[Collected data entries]
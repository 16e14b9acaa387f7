use anyhow::{anyhow, Context, Result};
use bellman_core::error::BellmanError;
use candle_core::Tensor;
use candle_nn::VarMap;
use std::collections::HashMap;

/// Deep copy of the parameters of a [`VarMap`], keyed by variable name.
#[derive(Clone, Debug)]
pub struct NamedTensors {
    /// Parameters.
    pub named_tensors: HashMap<String, Tensor>,
}

impl NamedTensors {
    /// Copies the variables of a [`VarMap`].
    ///
    /// The copy does not share storage with the variables.
    pub fn copy_from(vs: &VarMap) -> Result<Self> {
        let data = vs
            .data()
            .lock()
            .map_err(|_| anyhow!("variables of the model are poisoned"))?;
        let named_tensors = data
            .iter()
            .map(|(k, v)| -> Result<(String, Tensor)> {
                Ok((k.clone(), v.as_tensor().detach().copy()?))
            })
            .collect::<Result<HashMap<_, _>>>()?;

        Ok(Self { named_tensors })
    }

    /// Overwrites the variables of a [`VarMap`] with these tensors.
    ///
    /// Both sides must hold the same names and shapes.
    pub fn copy_to(&self, vs: &VarMap) -> Result<()> {
        let data = vs
            .data()
            .lock()
            .map_err(|_| anyhow!("variables of the model are poisoned"))?;
        if data.len() != self.named_tensors.len() {
            return Err(BellmanError::shape_mismatch(
                format!("{} named tensors", data.len()),
                self.named_tensors.len(),
            )
            .into());
        }

        for (name, var) in data.iter() {
            let src = self
                .named_tensors
                .get(name)
                .ok_or_else(|| BellmanError::config(format!("missing parameter {}", name)))?;
            let src = src.to_device(var.device())?;
            var.set(&src)
                .with_context(|| format!("failed to copy parameter {}", name))?;
        }

        Ok(())
    }
}

#[cfg(test)]
mod test {
    use super::*;
    use candle_core::{DType, Device};
    use candle_nn::{linear, Module, VarBuilder};

    #[test]
    fn test_named_tensors() -> Result<()> {
        let device = Device::Cpu;
        let x = Tensor::from_slice(&[1f32, 2.0, 3.0], (1, 3), &device)?;

        let vs1 = VarMap::new();
        let model1 = linear(3, 2, VarBuilder::from_varmap(&vs1, DType::F32, &device).pp("l"))?;
        let vs2 = VarMap::new();
        let model2 = linear(3, 2, VarBuilder::from_varmap(&vs2, DType::F32, &device).pp("l"))?;

        let y1 = model1.forward(&x)?.flatten_all()?.to_vec1::<f32>()?;
        let y2 = model2.forward(&x)?.flatten_all()?.to_vec1::<f32>()?;
        assert_ne!(y1, y2);

        let nt = NamedTensors::copy_from(&vs1)?;
        nt.copy_to(&vs2)?;
        let y3 = model2.forward(&x)?.flatten_all()?.to_vec1::<f32>()?;
        assert_eq!(y1, y3);

        // The snapshot does not follow later changes of the source.
        let w = vs1.data().lock().unwrap().get("l.weight").unwrap().clone();
        w.set(&w.as_tensor().zeros_like()?)?;
        assert_ne!(
            nt.named_tensors["l.weight"].flatten_all()?.to_vec1::<f32>()?,
            vec![0f32; 6]
        );
        Ok(())
    }
}
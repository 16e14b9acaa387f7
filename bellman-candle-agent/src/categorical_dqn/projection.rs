use anyhow::Result;
use bellman_core::error::BellmanError;

/// Evenly spaced atoms `z_j = r_min + j * delta_z` on `[r_min, r_max]`.
#[derive(Debug, Clone, PartialEq)]
pub struct Support {
    r_min: f32,
    r_max: f32,
    atoms: Vec<f32>,
}

impl Support {
    /// Constructs a support with `num_atoms` atoms.
    ///
    /// Fails with a configuration error if `num_atoms < 2` or `r_min >= r_max`.
    pub fn new(r_min: f32, r_max: f32, num_atoms: usize) -> Result<Self> {
        if num_atoms < 2 {
            return Err(BellmanError::config(format!(
                "num_atoms must be at least 2, got {}",
                num_atoms
            ))
            .into());
        }
        if r_min.is_nan() || r_max.is_nan() || r_min >= r_max {
            return Err(BellmanError::config(format!(
                "r_min must be smaller than r_max, got [{}, {}]",
                r_min, r_max
            ))
            .into());
        }

        let delta_z = (r_max - r_min) / (num_atoms - 1) as f32;
        let atoms = (0..num_atoms)
            .map(|j| r_min + j as f32 * delta_z)
            .collect();
        Ok(Self { r_min, r_max, atoms })
    }

    /// Lower bound.
    pub fn r_min(&self) -> f32 {
        self.r_min
    }

    /// Upper bound.
    pub fn r_max(&self) -> f32 {
        self.r_max
    }

    /// Number of atoms.
    pub fn num_atoms(&self) -> usize {
        self.atoms.len()
    }

    /// Spacing between neighboring atoms.
    pub fn delta_z(&self) -> f32 {
        (self.r_max - self.r_min) / (self.num_atoms() - 1) as f32
    }

    /// Values of the atoms.
    pub fn atoms(&self) -> &[f32] {
        &self.atoms
    }

    /// Distributes `p` on the two atoms surrounding `value`, after clamping it to
    /// the support.
    fn scatter(&self, m: &mut [f32], value: f32, p: f32) {
        let k_max = (self.num_atoms() - 1) as f32;
        let value = value.clamp(self.r_min, self.r_max);
        let b = ((value - self.r_min) / self.delta_z()).clamp(0.0, k_max);
        let (l, u) = (b.floor(), b.ceil());

        if l == u {
            m[l as usize] += p;
        } else {
            m[l as usize] += p * (u - b);
            m[u as usize] += p * (b - l);
        }
    }
}

/// Projects the distributional Bellman update onto the support.
///
/// For each transition, the mass `next_probs[i][j]` of atom `z_j` moves to
/// `r_i + gamma * z_j`, which is then split between its two nearest atoms in
/// proportion to the distances. Values outside the support are clamped to its
/// bounds. If `dones[i]` is set, the next-state distribution is ignored and the
/// whole mass sits at `r_i`. Each returned row sums to the mass of its input row,
/// so probability distributions stay normalized.
pub fn project_distribution(
    next_probs: &[Vec<f32>],
    rewards: &[f32],
    dones: &[bool],
    gamma: f32,
    support: &Support,
) -> Vec<Vec<f32>> {
    next_probs
        .iter()
        .zip(rewards.iter().zip(dones.iter()))
        .map(|(p, (&r, &done))| {
            let mut m = vec![0f32; support.num_atoms()];
            if done {
                support.scatter(&mut m, r, 1.0);
            } else {
                for (&z, &p) in support.atoms().iter().zip(p.iter()) {
                    support.scatter(&mut m, r + gamma * z, p);
                }
            }
            m
        })
        .collect()
}
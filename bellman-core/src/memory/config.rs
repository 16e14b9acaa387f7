//! Configuration of [`ExperienceReplay`](super::ExperienceReplay).
use anyhow::Result;
use serde::{Deserialize, Serialize};
use std::{
    default::Default,
    fs::File,
    io::{BufReader, Write},
    path::Path,
};

/// Configuration of [`ExperienceReplay`](super::ExperienceReplay).
#[derive(Debug, Deserialize, Serialize, PartialEq, Clone)]
pub struct ExperienceReplayConfig {
    pub(super) capacity: usize,
    pub(super) seed: u64,
}

impl Default for ExperienceReplayConfig {
    fn default() -> Self {
        Self {
            capacity: 10000,
            seed: 42,
        }
    }
}

impl ExperienceReplayConfig {
    /// Sets the capacity of the replay memory.
    pub fn capacity(mut self, capacity: usize) -> Self {
        self.capacity = capacity;
        self
    }

    /// Sets the random seed used for sampling.
    pub fn seed(mut self, seed: u64) -> Self {
        self.seed = seed;
        self
    }

    /// Constructs [`ExperienceReplayConfig`] from YAML file.
    pub fn load(path: impl AsRef<Path>) -> Result<Self> {
        let file = File::open(path)?;
        let rdr = BufReader::new(file);
        let b = serde_yaml::from_reader(rdr)?;
        Ok(b)
    }

    /// Saves [`ExperienceReplayConfig`] as a YAML file.
    pub fn save(&self, path: impl AsRef<Path>) -> Result<()> {
        let mut file = File::create(path)?;
        file.write_all(serde_yaml::to_string(&self)?.as_bytes())?;
        Ok(())
    }
}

Work instruction: Your answer should be the lines above that contain the word "variables", copied out.

The answer:
    /// Copies the variables of a [`VarMap`].
    /// The copy does not share storage with the variables.
            .map_err(|_| anyhow!("variables of the model are poisoned"))?;
    /// Overwrites the variables of a [`VarMap`] with these tensors.
            .map_err(|_| anyhow!("variables of the model are poisoned"))?;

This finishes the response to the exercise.